The temperature sensor 310 is a temperature sensor using a thermistor as sensing the temperature to change the resistance value according to the temperature so that the output of the power amplifier is not affected by the temperature. The thermistor may be an NTC type thermistor or a PTC type thermistor.

When the thermistor is an NTC type, it has a high resistance value at low temperatures and a low resistance value at high temperatures.

In other words, NTC type thermistor has similar characteristics to room temperature by increasing the bias voltage when the temperature rises, so that the bias current flows less, and when the temperature decreases, the bias voltage increases. To maintain.

In other words, when the temperature rises, the thermistor resistance decreases, and as the resistance value decreases, the input of the power amplifier increases and the output of the power amplifier increases. In addition, when the temperature decreases, the thermistor resistance increases, and the input of the power amplifier decreases due to the increase in the resistance value, so that the output of the power amplifier decreases.

When the thermistor is a PTC type, it has a low resistance value at low temperatures and a high resistance value at high temperatures. That is, the PTC type thermistor increases the bias voltage when the temperature rises, so that the bias current flows a lot, and when the temperature decreases, the bias voltage decreases so that the bias current flows to maintain similar characteristics to room temperature. do.

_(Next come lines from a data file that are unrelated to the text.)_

//! Secret generation and per-family hashlock commitments.
//!
//! | Family | Commitment |
//! |--------|------------|
//! | EVM    | Keccak-256 (32 bytes) |
//! | Cosmos | SHA-256 (32 bytes) |
//! | UTXO   | RIPEMD-160(SHA-256) (20 bytes) |

use rand::rngs::OsRng;
use rand::RngCore;
use bitcoin::hashes::{hash160, Hash};
use serde::{Deserialize, Deserializer, Serialize, Serializer};
use sha2::{Digest, Sha256};
use std::fmt;
use zeroize::{Zeroize, ZeroizeOnDrop};

use crate::domain::ChainFamily;
use crate::encoding::{from_prefixed_hex, to_prefixed_hex};
use crate::{Error, Result};

/// Swap preimage. Zeroized on drop and redacted in `Debug`.
#[derive(Clone, PartialEq, Eq, Zeroize, ZeroizeOnDrop)]
pub struct Secret([u8; 32]);

impl Secret {
    pub fn from_bytes(bytes: [u8; 32]) -> Self {
        Self(bytes)
    }

    /// Parses 32 bytes of hex, `0x` prefix optional
    pub fn from_hex(input: &str) -> Result<Self> {
        let mut bytes = from_prefixed_hex(input)?;
        let secret = <[u8; 32]>::try_from(bytes.as_slice())
            .map(Self)
            .map_err(|_| {
                Error::InvalidEncoding(format!("secret must be 32 bytes, got {}", bytes.len()))
            });
        bytes.zeroize();
        secret
    }

    pub fn to_hex(&self) -> String {
        to_prefixed_hex(&self.0)
    }

    pub fn as_bytes(&self) -> &[u8; 32] {
        &self.0
    }
}

impl fmt::Debug for Secret {
    fn fmt(&self, f: &mut fmt::Formatter<'_>) -> fmt::Result {
        f.write_str("Secret(***)")
    }
}

impl Serialize for Secret {
    fn serialize<S: Serializer>(&self, serializer: S) -> std::result::Result<S::Ok, S::Error> {
        serializer.serialize_str(&self.to_hex())
    }
}

impl<'de> Deserialize<'de> for Secret {
    fn deserialize<D: Deserializer<'de>>(deserializer: D) -> std::result::Result<Self, D::Error> {
        let s = String::deserialize(deserializer)?;
        Secret::from_hex(&s).map_err(serde::de::Error::custom)
    }
}

/// One-way commitment to a secret, 20 or 32 bytes
#[derive(Debug, Clone, PartialEq, Eq, Hash, Serialize, Deserialize)]
#[serde(try_from = "String", into = "String")]
pub struct Hashlock(Vec<u8>);

impl Hashlock {
    pub fn from_bytes(bytes: Vec<u8>) -> Result<Self> {
        match bytes.len() {
            20 | 32 => Ok(Self(bytes)),
            n => Err(Error::InvalidEncoding(format!(
                "hashlock must be 20 or 32 bytes, got {}",
                n
            ))),
        }
    }

    pub fn from_hex(input: &str) -> Result<Self> {
        Self::from_bytes(from_prefixed_hex(input)?)
    }

    pub fn to_hex(&self) -> String {
        to_prefixed_hex(&self.0)
    }

    pub fn as_bytes(&self) -> &[u8] {
        &self.0
    }

    pub fn len(&self) -> usize {
        self.0.len()
    }

    pub fn is_empty(&self) -> bool {
        self.0.is_empty()
    }
}

impl fmt::Display for Hashlock {
    fn fmt(&self, f: &mut fmt::Formatter<'_>) -> fmt::Result {
        f.write_str(&self.to_hex())
    }
}

impl TryFrom<String> for Hashlock {
    type Error = Error;

    fn try_from(value: String) -> Result<Self> {
        Hashlock::from_hex(&value)
    }
}

impl From<Hashlock> for String {
    fn from(hashlock: Hashlock) -> Self {
        hashlock.to_hex()
    }
}

/// Draws a fresh 32-byte secret from the OS CSPRNG
pub fn generate_secret() -> Result<Secret> {
    let mut bytes = [0u8; 32];
    OsRng
        .try_fill_bytes(&mut bytes)
        .map_err(|e| Error::EntropyUnavailable(e.to_string()))?;
    let secret = Secret(bytes);
    bytes.zeroize();
    Ok(secret)
}

/// Computes the hashlock for `secret` with the family's commitment function
pub fn commit(secret: &Secret, family: ChainFamily) -> Hashlock {
    let preimage = secret.as_bytes();
    let digest = match family {
        ChainFamily::Evm => ethers::utils::keccak256(preimage).to_vec(),
        ChainFamily::Cosmos => Sha256::digest(preimage).to_vec(),
        ChainFamily::Utxo => hash160::Hash::hash(preimage).to_byte_array().to_vec(),
    };
    Hashlock(digest)
}

/// Checks `secret` opens `hashlock` under the family's commitment function
pub fn verify(secret: &Secret, family: ChainFamily, hashlock: &Hashlock) -> bool {
    commit(secret, family) == *hashlock
}

#[cfg(test)]
mod tests {
    use super::*;

    #[test]
    fn test_known_vectors() {
        let zero = Secret::from_bytes([0u8; 32]);
        assert_eq!(
            commit(&zero, ChainFamily::Evm).to_hex(),
            "0x290decd9548b62a8d60345a988386fc84ba6bc95484008f6362f93160ef3e563"
        );
        assert_eq!(
            commit(&zero, ChainFamily::Cosmos).to_hex(),
            "0x66687aadf862bd776c8fc18b8e9f8e20089714856ee233b3902a591d0d5f2925"
        );
    }

    #[test]
    fn test_utxo_commitment_is_hash160() {
        let secret = Secret::from_bytes([9u8; 32]);
        let hashlock = commit(&secret, ChainFamily::Utxo);
        assert_eq!(hashlock.len(), 20);

        let inner = bitcoin::hashes::sha256::Hash::hash(&[9u8; 32]);
        let expected = bitcoin::hashes::ripemd160::Hash::hash(inner.as_byte_array());
        assert_eq!(hashlock.as_bytes(), expected.as_byte_array());
    }

    #[test]
    fn test_commit_is_deterministic() {
        let secret = Secret::from_bytes([42u8; 32]);
        for family in ChainFamily::ALL {
            assert_eq!(commit(&secret, family), commit(&secret, family));
            assert_eq!(commit(&secret, family).len(), family.hashlock_len());
        }
    }

    #[test]
    fn test_families_disagree() {
        let secret = Secret::from_bytes([1u8; 32]);
        assert_ne!(
            commit(&secret, ChainFamily::Evm),
            commit(&secret, ChainFamily::Cosmos)
        );
    }

    #[test]
    fn test_distinct_secrets_distinct_hashlocks() {
        let a = generate_secret().unwrap();
        let b = generate_secret().unwrap();
        assert_ne!(a, b);
        for family in ChainFamily::ALL {
            assert_ne!(commit(&a, family), commit(&b, family));
        }
    }

    #[test]
    fn test_verify() {
        let secret = generate_secret().unwrap();
        let hashlock = commit(&secret, ChainFamily::Cosmos);
        assert!(verify(&secret, ChainFamily::Cosmos, &hashlock));
        assert!(!verify(&secret, ChainFamily::Evm, &hashlock));
        assert!(!verify(&Secret::from_bytes([0u8; 32]), ChainFamily::Cosmos, &hashlock));
    }

    #[test]
    fn test_secret_hex_roundtrip_and_redaction() {
        let secret = Secret::from_bytes([0xab; 32]);
        let hex = secret.to_hex();
        assert!(hex.starts_with("0xabab"));
        assert_eq!(Secret::from_hex(&hex).unwrap(), secret);
        assert_eq!(Secret::from_hex(hex.trim_start_matches("0x")).unwrap(), secret);
        assert_eq!(format!("{:?}", secret), "Secret(***)");
        assert!(matches!(Secret::from_hex("0xabcd"), Err(Error::InvalidEncoding(_))));
    }

    #[test]
    fn test_hashlock_serde_as_hex() {
        let hashlock = commit(&Secret::from_bytes([3u8; 32]), ChainFamily::Utxo);
        let json = serde_json::to_string(&hashlock).unwrap();
        assert_eq!(json, format!("\"{}\"", hashlock.to_hex()));
        let back: Hashlock = serde_json::from_str(&json).unwrap();
        assert_eq!(back, hashlock);
        assert!(serde_json::from_str::<Hashlock>("\"0x1234\"").is_err());
    }
}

Therefore, when the temperature sensor 310 is used as described above, the power characteristic as shown in FIG. 4 is exhibited by minimizing the characteristic change of the power amplifier 320 according to the temperature change.

4 is a view showing the output power characteristics according to the temperature of the power amplifier according to an embodiment of the present invention.

Referring to FIG. 4, it can be seen that the output of the power amplifier is almost constant even when the temperature changes.

The present invention is not limited to the above embodiments, and many variations are possible by those skilled in the art within the spirit of the present invention.

As described above, according to the present invention, it is possible to provide a temperature compensated power amplifier capable of minimizing the characteristic change of the power amplifier due to temperature change by using a warm compensation circuit.

In addition, according to the present invention, it is possible to provide a temperature-compensated power amplifier that can implement a circuit using less talk current by making good use of the characteristics of using a small gain of the power amplifier.

1A to 1C show an equivalent circuit of a conventional power amplifier.

2 is a view showing the output power characteristics according to the temperature of the conventional power amplifier.

3A and 3B illustrate a temperature compensated power amplifier in accordance with one preferred embodiment of the present invention.

4 is a view showing the output power characteristics according to the temperature of the power amplifier according to an embodiment of the present invention.

<Explanation of symbols for the main parts of the drawings>

300: input unit 310: temperature sensor

320: power amplifier 330: output unit

Claims (4)

A power amplifier for amplifying and outputting an input signal; An input unit for inputting a signal to the power amplifier; A temperature sensor connected between the power amplifier and the input unit and changing a resistance value according to temperature; Output unit for outputting the signal amplified by the power amplifier Temperature compensation type power amplifier comprising a. The method of claim 1, The temperature sensor is a temperature compensation power amplifier, characterized in that the thermistor. The method of claim 2, The thermistor is a temperature-compensated power amplifier, characterized in that the resistance value decreases as the temperature increases, the passive type (NTC type) thermistor increases the resistance value when the temperature decreases. The method of claim 2, The thermistor is a temperature-compensated power amplifier, characterized in that the active value (PTC type) thermistor, the resistance value increases when the temperature increases, the resistance value decreases when the temperature decreases.